Love and scandal are the best sweeteners of tea. —Henry Fielding

13 December 2011

Reading Eve

I finished my first draft of Chapter Two of the dissertation, and I only have about ten other things to do before I leave for California tomorrow morning, so I (obviously) didn't do any of those things this afternoon, and decided instead that I would finish a book that I've been reading before bed at a slow pace.

The book is A Dialogue on Love by Eve Kosofsky Sedgwick. The book is about EKS's therapy for depression. It's also about realizing she is going to die and also dealing with grief for several of her friends. It is, then, about childhood, sexuality, EKS's parents, her feelings of transference for her therapist, all kinds of things. It's a lovely, generous, extremely open book that about the author's self in the extreme – deeply private thoughts – and yet, I related to this woman in so many incredible ways. The book also includes her therapist's own notes about the sessions, and A Dialogue on Love itself moves in and out of haiku; so at times the prose elevates itself into haiku and then drops back into a kind of prose that still feels, vaguely, like poetry because of the beauty of her own writing. The whole experience of reading this book was rather extraordinary to me.


The part I want to share is so amazing that I immediately called my friend Michael and read it aloud to him. EKS begins reading The Tibetan Book of the Dead as a way to deal with her own dying and the deaths of her friends. And she comes to the following realization:

I used to think it was embarrassing, in a religion like Buddhism, to have images of divinity scattered all over the landscape. It had that whiff of idolatry.
But I was reading this book, and I happened to look around my living room, and what was there? Like, twelve or fifteen stuffed pandas and pictures of pandas.
Not because I view them as gods! Not because I believe, even, in God—like my belief mattered.
But because to see them makes me happy. Seeing self and others transmogrified through them—the presence, gravity, and clumsy comedy of these big, inefficient, contented, very endangered bodies. With all their sexual incompetence and soot-black, cookie-cutter ears.

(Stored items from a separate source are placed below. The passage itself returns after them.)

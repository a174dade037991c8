use actix_cors::Cors;
use actix_web::middleware::Compress;
use actix_web::{http::header, web, App, HttpServer};
use actix_web_prometheus::PrometheusMetricsBuilder;
use serde::{Deserialize, Serialize};
use utoipa::{OpenApi, ToSchema};
use utoipa_swagger_ui::SwaggerUi;

pub mod assistant;
pub mod config;
pub mod document;
pub mod guard;
pub mod report;
pub mod state;
pub mod transfer;

pub use crate::config::AppConfig;
pub use crate::state::AppState;

#[derive(Serialize, Deserialize, ToSchema)]
pub struct ErrorResponse {
    pub error: String,
    pub message: String,
    pub timestamp: String,
}

impl ErrorResponse {
    pub fn new(error_type: &str, message: &str) -> Self {
        Self {
            error: error_type.to_string(),
            message: message.to_string(),
            timestamp: chrono::Utc::now().to_rfc3339(),
        }
    }

    pub fn bad_request(message: &str) -> Self {
        Self::new("BadRequest", message)
    }

    pub fn conflict(message: &str) -> Self {
        Self::new("Conflict", message)
    }

    pub fn bad_gateway(message: &str) -> Self {
        Self::new("BadGateway", message)
    }

    pub fn internal_error(message: &str) -> Self {
        Self::new("InternalServerError", message)
    }
}

#[derive(OpenApi)]
#[openapi(
    paths(
        crate::report::routes::get_record,
        crate::report::routes::update_student,
        crate::report::routes::update_health,
        crate::report::routes::update_attendance,
        crate::report::routes::update_signature,
        crate::report::routes::update_texts,
        crate::report::routes::update_development_item,
        crate::report::routes::update_character_item,
        crate::report::routes::add_daily_activity,
        crate::report::routes::update_daily_activity,
        crate::report::routes::remove_daily_activity,
        crate::report::routes::add_extracurricular,
        crate::report::routes::update_extracurricular,
        crate::report::routes::remove_extracurricular,
        crate::assistant::routes::generate_narrative,
        crate::transfer::routes::export_record,
        crate::transfer::routes::import_record,
        crate::transfer::routes::upload_photo,
        crate::document::routes::get_preview,
        crate::document::routes::download_pdf,
        crate::document::routes::download_snapshot
    ),
    components(
        schemas(
            report::model::ReportRecord,
            report::model::StudentInfo,
            report::model::HealthData,
            report::model::DevelopmentItem,
            report::model::DailyActivity,
            report::model::CharacterItem,
            report::model::Attendance,
            report::model::Extracurricular,
            report::model::SignatureBlock,
            report::model::Semester,
            report::model::DevelopmentLevel,
            report::model::CharacterScore,
            report::model::Grade,
            report::model::StudentPatch,
            report::model::HealthPatch,
            report::model::AttendancePatch,
            report::model::SignaturePatch,
            report::model::TextsPatch,
            report::model::DevelopmentItemPatch,
            report::model::DailyActivityPatch,
            report::model::CharacterItemPatch,
            report::model::ExtracurricularPatch,
            ErrorResponse,
        )
    ),
    tags(
        (name = "Rapor", description = "Field editors for the report record."),
        (name = "Assistant", description = "Narrative drafting with a generative-text model."),
        (name = "Transfer", description = "JSON export/import and photo upload."),
        (name = "Document", description = "Preview and PDF capture.")
    ),
    servers(
        (url = "http://127.0.0.1:8080", description = "Localhost")
    )
)]
pub struct ApiDoc;

/// Record payloads carry the photo as a `data:` URL.
const JSON_LIMIT: usize = 16 * 1024 * 1024;

/// Register every `/api/rapor` endpoint.
pub fn configure_api(cfg: &mut web::ServiceConfig) {
    cfg.service(
        web::scope("/api/rapor")
            .app_data(web::JsonConfig::default().limit(JSON_LIMIT))
            .configure(report::routes::configure)
            .configure(assistant::routes::configure)
            .configure(transfer::routes::configure)
            .configure(document::routes::configure),
    );
}

pub async fn run() -> std::io::Result<()> {
    dotenvy::dotenv().ok(); // Load .env file
    env_logger::Builder::from_env(env_logger::Env::default().default_filter_or("info")).init();

    let config = AppConfig::from_env();
    let app_state = match AppState::from_config(&config) {
        Ok(state) => web::Data::new(state),
        Err(e) => {
            log::error!("Failed to initialise application state: {}", e);
            std::process::exit(1);
        }
    };
    app_state.spawn_render_worker();

    let prometheus = PrometheusMetricsBuilder::new("rapor_tk")
        .endpoint("/metrics")
        .build()
        .map_err(|e| std::io::Error::new(std::io::ErrorKind::Other, e.to_string()))?;

    log::info!("Starting server at http://{}:{}", config.host, config.port);

    HttpServer::new(move || {
        let app_state = app_state.clone();
        let prometheus = prometheus.clone();
        let cors = Cors::default()
            .allowed_origin("http://localhost:5173")
            .allowed_origin("http://localhost:3000")
            .allowed_origin("http://127.0.0.1:8080")
            .allowed_methods(vec!["GET", "POST", "PUT", "DELETE", "OPTIONS"])
            .allowed_headers(vec![header::ACCEPT, header::CONTENT_TYPE])
            .expose_headers(vec![header::CONTENT_DISPOSITION])
            .max_age(3600);

        App::new()
            .wrap(Compress::default())
            .wrap(prometheus)
            .wrap(cors)
            .app_data(app_state)
            .configure(configure_api)
            .service(
                SwaggerUi::new("/swagger-ui/{_:.*}")
                    .url("/api-doc/openapi.json", ApiDoc::openapi()),
            )
    })
    .bind((config.host.as_str(), config.port))?
    .run()
    .await
}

It seems so obvious that the more such images there are, the happier.
And it means a lot, to be happy.
It may even mean: to be good. Ungreedy, unattached, unrageful, unignorant. Far different from the pharisaism that says, "I am lucky and happy because I am good," a modest occasional knowledge: I'm good, if I am, because I'm lucky enough to be happy (if I am).
It never seems sensible to pass along moral injunctions. I sometimes think that beyond the Golden Rule,
the only one that
matters is this: if you can
be happy, you should.

I want to be Eve Sedgwick when I grow up.